Laurence Haurat :Les rechutes sont légions, plutôt qu'un objectif, il faut se promettre de rester en accord avec soi-même. C'est le système de privation qui les entraîne. Ce système affecte la liberté de la pers –elle ne peut pas manger ce qu'elle veut quand elle veut- ce qui la conduit à un principe de restriction cognitive. En d'autres mots, elle mettra tout ce qu'elle sait en faveur  de la restriction, de la privation. Ceci amène à des moments de craquage qui sont très mal vécus. On culpabilise à cause de l'écart amenant ainsi une mauvaise estime de soi. Or, associer mauvaise estime de soi et régime est très difficile.
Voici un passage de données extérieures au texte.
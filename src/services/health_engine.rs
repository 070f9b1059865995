//! Motor de degradación de salud
//! 
//! En cada tick desgasta las métricas de cada vehículo, lo reclasifica con las
//! reglas de umbrales, recalcula la próxima fecha de servicio y registra un
//! snapshot. Cada vehículo se procesa de forma independiente.

use chrono::{DateTime, Days, Months, NaiveDate, Utc};
use rand::rngs::StdRng;
use rand::Rng;
use std::sync::Arc;
use tokio::sync::Mutex;

use super::tick::{TickGuard, TickReport};
use super::vehicle_locks::VehicleLocks;
use crate::models::vehicle::{
    DEFAULT_ENGINE_HEALTH, DEFAULT_MILEAGE, DEFAULT_OIL_LEVEL, DEFAULT_TIRE_PRESSURE_PSI,
};
use crate::models::{HealthSnapshot, Vehicle, VehicleStatus};
use crate::repositories::FleetStore;
use crate::utils::errors::AppResult;
use uuid::Uuid;

// Umbrales de clasificación
pub const ENGINE_CRITICAL_BELOW: f64 = 50.0;
pub const ENGINE_MAINTENANCE_BELOW: f64 = 80.0;
pub const TIRE_CRITICAL_BELOW_PSI: f64 = 25.0;
pub const TIRE_MIN_PSI: f64 = 28.0;
pub const TIRE_MAX_PSI: f64 = 36.0;

// Desgaste por tick
const MAX_WEAR: f64 = 0.5;
const TIRE_LEAK_DRAW_ABOVE: f64 = 0.8;
const TIRE_LEAK_PSI: f64 = 0.2;
const TIRE_FLOOR_PSI: f64 = 20.0;
const OIL_WEAR_RATIO: f64 = 0.1;
const MAX_TICK_MILEAGE: f64 = 10.0;

/// Métricas de salud resueltas (sin valores ausentes)
#[derive(Debug, Clone, Copy, PartialEq)]
pub struct HealthReading {
    pub engine_health: f64,
    pub tire_pressure: f64,
    pub oil_level: f64,
    pub mileage: f64,
}

impl HealthReading {
    /// Lee las métricas del vehículo; las que falten toman su valor inicial
    pub fn of(vehicle: &Vehicle) -> Self {
        Self {
            engine_health: vehicle.engine_health.unwrap_or(DEFAULT_ENGINE_HEALTH),
            tire_pressure: vehicle.tire_pressure.unwrap_or(DEFAULT_TIRE_PRESSURE_PSI),
            oil_level: vehicle.oil_level.unwrap_or(DEFAULT_OIL_LEVEL),
            mileage: vehicle.mileage.unwrap_or(DEFAULT_MILEAGE),
        }
    }

    pub fn write_to(&self, vehicle: &mut Vehicle) {
        vehicle.engine_health = Some(self.engine_health);
        vehicle.tire_pressure = Some(self.tire_pressure);
        vehicle.oil_level = Some(self.oil_level);
        vehicle.mileage = Some(self.mileage);
    }

    /// Un paso de desgaste: motor, presión de neumáticos, aceite y kilometraje
    pub fn apply_wear<R: Rng + ?Sized>(&mut self, rng: &mut R) {
        let wear = rng.gen::<f64>() * MAX_WEAR;
        self.engine_health = (self.engine_health - wear).clamp(0.0, 100.0);

        if rng.gen::<f64>() > TIRE_LEAK_DRAW_ABOVE {
            self.tire_pressure = (self.tire_pressure - TIRE_LEAK_PSI).max(TIRE_FLOOR_PSI);
        }

        self.oil_level = (self.oil_level - wear * OIL_WEAR_RATIO).clamp(0.0, 100.0);
        self.mileage += rng.gen::<f64>() * MAX_TICK_MILEAGE;
    }
}

/// Cómo se recalcula la próxima fecha de servicio
#[derive(Debug, Clone, Copy, PartialEq, Eq)]
pub enum ServiceDatePolicy {
    /// Servicio hoy mismo
    Immediate,
    /// Hoy + 7 días si no hay fecha o ya pasó
    WithinWeekIfStale,
    /// Hoy + 3 meses solo si no hay fecha
    QuarterlyIfUnset,
}

impl ServiceDatePolicy {
    pub fn next_service_date(&self, current: Option<NaiveDate>, today: NaiveDate) -> Option<NaiveDate> {
        match self {
            ServiceDatePolicy::Immediate => Some(today),
            ServiceDatePolicy::WithinWeekIfStale => match current {
                Some(date) if date >= today => Some(date),
                _ => today.checked_add_days(Days::new(7)).or(Some(today)),
            },
            // Una fecha pasada se conserva tal cual
            ServiceDatePolicy::QuarterlyIfUnset => {
                current.or_else(|| today.checked_add_months(Months::new(3)).or(Some(today)))
            }
        }
    }
}

#[derive(Debug, Clone, Copy, PartialEq, Eq)]
pub struct Classification {
    pub status: VehicleStatus,
    pub policy: ServiceDatePolicy,
}

/// Reglas de umbrales; las críticas tienen prioridad sobre las de mantenimiento
pub fn classify(reading: &HealthReading) -> Classification {
    let critical = reading.engine_health < ENGINE_CRITICAL_BELOW || reading.tire_pressure < TIRE_CRITICAL_BELOW_PSI;
    let maintenance = reading.engine_health < ENGINE_MAINTENANCE_BELOW
        || reading.tire_pressure < TIRE_MIN_PSI
        || reading.tire_pressure > TIRE_MAX_PSI;

    if critical {
        Classification {
            status: VehicleStatus::Critical,
            policy: ServiceDatePolicy::Immediate,
        }
    } else if maintenance {
        Classification {
            status: VehicleStatus::Maintenance,
            policy: ServiceDatePolicy::WithinWeekIfStale,
        }
    } else {
        Classification {
            status: VehicleStatus::Available,
            policy: ServiceDatePolicy::QuarterlyIfUnset,
        }
    }
}

/// Aplica la clasificación al vehículo. Un vehículo CRITICAL solo se vuelve a
/// tocar si la clasificación sigue siendo crítica.
pub fn apply_classification(vehicle: &mut Vehicle, classification: Classification, today: NaiveDate) {
    if vehicle.status == VehicleStatus::Critical && classification.status != VehicleStatus::Critical {
        return;
    }

    vehicle.status = classification.status;
    vehicle.next_service_date = classification
        .policy
        .next_service_date(vehicle.next_service_date, today);
}

/// Tick completo de un vehículo sin efectos externos
pub fn advance_health<R: Rng + ?Sized>(vehicle: &mut Vehicle, rng: &mut R, today: NaiveDate) -> Classification {
    let mut reading = HealthReading::of(vehicle);
    reading.apply_wear(rng);
    reading.write_to(vehicle);

    let classification = classify(&reading);
    apply_classification(vehicle, classification, today);
    classification
}

pub struct HealthEngine {
    store: Arc<dyn FleetStore>,
    locks: Arc<VehicleLocks>,
    rng: Mutex<StdRng>,
    guard: TickGuard,
}

impl HealthEngine {
    pub const JOB: &'static str = "health";

    /// `locks` debe ser el mismo que usa el simulador de telemetría
    pub fn new(store: Arc<dyn FleetStore>, locks: Arc<VehicleLocks>, rng: StdRng) -> Self {
        Self {
            store,
            locks,
            rng: Mutex::new(rng),
            guard: TickGuard::new(),
        }
    }

    pub async fn tick(&self) -> TickReport {
        self.tick_at(Utc::now()).await
    }

    /// Recorre toda la flota; un fallo en un vehículo no detiene el resto
    pub async fn tick_at(&self, now: DateTime<Utc>) -> TickReport {
        let Some(_permit) = self.guard.try_acquire() else {
            log::warn!("⏭️ Tick de salud omitido: el anterior sigue en curso");
            return TickReport::skipped(Self::JOB);
        };

        let mut report = TickReport::started(Self::JOB);

        let fleet = match self.store.list_vehicles().await {
            Ok(fleet) => fleet,
            Err(e) => {
                log::error!("❌ No se pudo listar la flota para el tick de salud: {}", e);
                return report.aborted(e.to_string());
            }
        };

        for vehicle_id in fleet.iter().map(|v| v.id) {
            match self.process_vehicle(vehicle_id, now).await {
                Ok(()) => report.processed += 1,
                Err(e) => {
                    log::warn!("⚠️ Fallo procesando salud del vehículo {}: {}", vehicle_id, e);
                    report.record_failure(vehicle_id, e.to_string());
                }
            }
        }

        log::info!("🩺 {}", report);
        report
    }

    /// Lee-modifica-escribe bajo el lock del vehículo, sobre su estado actual
    async fn process_vehicle(&self, vehicle_id: Uuid, now: DateTime<Utc>) -> AppResult<()> {
        let _lock = self.locks.lock(vehicle_id).await;
        let mut vehicle = self.store.get_vehicle(vehicle_id).await?;

        let previous = vehicle.status;
        let classification = {
            let mut rng = self.rng.lock().await;
            advance_health(&mut vehicle, &mut *rng, now.date_naive())
        };
        vehicle.last_updated = Some(now);

        if vehicle.status != previous {
            log::info!(
                "🔧 {} pasa de {} a {} (motor {:.1}%, neumáticos {:.1} PSI)",
                vehicle.display_name(),
                previous,
                vehicle.status,
                vehicle.engine_health.unwrap_or_default(),
                vehicle.tire_pressure.unwrap_or_default()
            );
        } else if classification.status != vehicle.status {
            log::debug!("{} se mantiene en {} (clasificado {})", vehicle.display_name(), vehicle.status, classification.status);
        }

        let saved = self.store.save_vehicle(vehicle).await?;
        self.store
            .append_health_snapshot(HealthSnapshot::capture(&saved, now))
            .await?;
        Ok(())
    }
}

#[cfg(test)]
mod tests {
    use super::*;
    use crate::models::VehicleClass;
    use rand::rngs::StdRng;
    use rand::SeedableRng;

    fn reading(engine_health: f64, tire_pressure: f64) -> HealthReading {
        HealthReading {
            engine_health,
            tire_pressure,
            oil_level: 90.0,
            mileage: 1000.0,
        }
    }

    fn today() -> NaiveDate {
        NaiveDate::from_ymd_opt(2025, 3, 10).unwrap()
    }

    #[test]
    fn test_classification_table() {
        assert_eq!(classify(&reading(49.9, 32.0)).status, VehicleStatus::Critical);
        assert_eq!(classify(&reading(95.0, 24.9)).status, VehicleStatus::Critical);
        assert_eq!(classify(&reading(79.9, 32.0)).status, VehicleStatus::Maintenance);
        assert_eq!(classify(&reading(95.0, 27.9)).status, VehicleStatus::Maintenance);
        assert_eq!(classify(&reading(95.0, 36.1)).status, VehicleStatus::Maintenance);
        assert_eq!(classify(&reading(80.0, 28.0)).status, VehicleStatus::Available);
        assert_eq!(classify(&reading(80.0, 36.0)).status, VehicleStatus::Available);
        // crítico domina aunque también haya motivo de mantenimiento
        assert_eq!(classify(&reading(45.0, 40.0)).policy, ServiceDatePolicy::Immediate);
    }

    #[test]
    fn test_service_date_policies() {
        let today = today();
        let past = today - Days::new(3);
        let future = today + Days::new(20);

        assert_eq!(ServiceDatePolicy::Immediate.next_service_date(Some(future), today), Some(today));

        let week = ServiceDatePolicy::WithinWeekIfStale;
        assert_eq!(week.next_service_date(None, today), Some(today + Days::new(7)));
        assert_eq!(week.next_service_date(Some(past), today), Some(today + Days::new(7)));
        assert_eq!(week.next_service_date(Some(future), today), Some(future));

        let quarter = ServiceDatePolicy::QuarterlyIfUnset;
        assert_eq!(quarter.next_service_date(None, today), NaiveDate::from_ymd_opt(2025, 6, 10));
        // la fecha vencida no se renueva
        assert_eq!(quarter.next_service_date(Some(past), today), Some(past));
    }

    #[test]
    fn test_missing_metrics_are_initialised() {
        let mut rng = StdRng::seed_from_u64(5);
        let mut vehicle = Vehicle::new("Toyota Camry", "SED-303", VehicleClass::Sedan, 45);

        advance_health(&mut vehicle, &mut rng, today());

        let engine = vehicle.engine_health.unwrap();
        assert!(engine <= 100.0 && engine > 99.5);
        let tire = vehicle.tire_pressure.unwrap();
        assert!(tire == 32.0 || (tire - 31.8).abs() < 1e-9);
        assert!(vehicle.oil_level.unwrap() <= 100.0);
        assert!(vehicle.mileage.unwrap() >= 0.0 && vehicle.mileage.unwrap() < 10.0);
        assert_eq!(vehicle.status, VehicleStatus::Available);
        assert_eq!(vehicle.next_service_date, NaiveDate::from_ymd_opt(2025, 6, 10));
    }

    #[test]
    fn test_wear_never_increases_engine_health() {
        let mut rng = StdRng::seed_from_u64(11);
        let mut r = reading(60.0, 30.0);
        for _ in 0..500 {
            let before = r;
            r.apply_wear(&mut rng);
            assert!(r.engine_health <= before.engine_health);
            assert!(r.engine_health >= 0.0);
            assert!(r.tire_pressure >= TIRE_FLOOR_PSI);
            assert!(r.oil_level >= 0.0);
            assert!(r.mileage >= before.mileage);
        }
    }

    #[test]
    fn test_critical_engine_sets_service_today() {
        let mut rng = StdRng::seed_from_u64(8);
        let mut vehicle = Vehicle::new("Ford Transit", "TRK-202", VehicleClass::Truck, 75);
        vehicle.engine_health = Some(45.0);
        vehicle.tire_pressure = Some(30.0);
        vehicle.next_service_date = Some(today() + Days::new(30));

        advance_health(&mut vehicle, &mut rng, today());

        assert_eq!(vehicle.status, VehicleStatus::Critical);
        assert_eq!(vehicle.next_service_date, Some(today()));
    }

    #[test]
    fn test_critical_status_is_not_downgraded() {
        let today = today();
        let mut vehicle = Vehicle::new("Nissan Leaf", "EV-004", VehicleClass::Ev, 12).with_status(VehicleStatus::Critical);
        vehicle.next_service_date = Some(today - Days::new(1));

        apply_classification(&mut vehicle, classify(&reading(95.0, 32.0)), today);
        assert_eq!(vehicle.status, VehicleStatus::Critical);
        assert_eq!(vehicle.next_service_date, Some(today - Days::new(1)));

        apply_classification(&mut vehicle, classify(&reading(70.0, 32.0)), today);
        assert_eq!(vehicle.status, VehicleStatus::Critical);
    }

    #[test]
    fn test_maintenance_keeps_future_date() {
        let today = today();
        let future = today + Days::new(3);
        let mut vehicle = Vehicle::new("Toyota Camry", "SED-303", VehicleClass::Sedan, 45);
        vehicle.next_service_date = Some(future);

        apply_classification(&mut vehicle, classify(&reading(70.0, 32.0)), today);
        assert_eq!(vehicle.status, VehicleStatus::Maintenance);
        assert_eq!(vehicle.next_service_date, Some(future));
    }
}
En reprenant un régime, on entre dans un cercle vicieux, entre craquages et restrictions menant à la prise de poids.

La perte de poids chez un individu mal dans sa peau et qui initialement en avait besoin, améliore-t-elle son état mental ? En d'autres termes, une fois l'objectif atteint perçoit-on la vie sous un nouvel angle ?

Patrice Serog :Si la perte de poids correspond à un objectif de vie,  l'individu ira psychologiquement, matériellement mieux.  Il verra la vie différemment.

Laurence Haurat : Une personne qui perd beaucoup de poids n'en verra pas son état mental amélioré. Elle aura mis beaucoup d'espoirs dans ce régime, or si elle découvre qu'elle se s'est pas trouvée, même une fois l'objectif du poids atteint, elle n'en sera pas plus heureuse.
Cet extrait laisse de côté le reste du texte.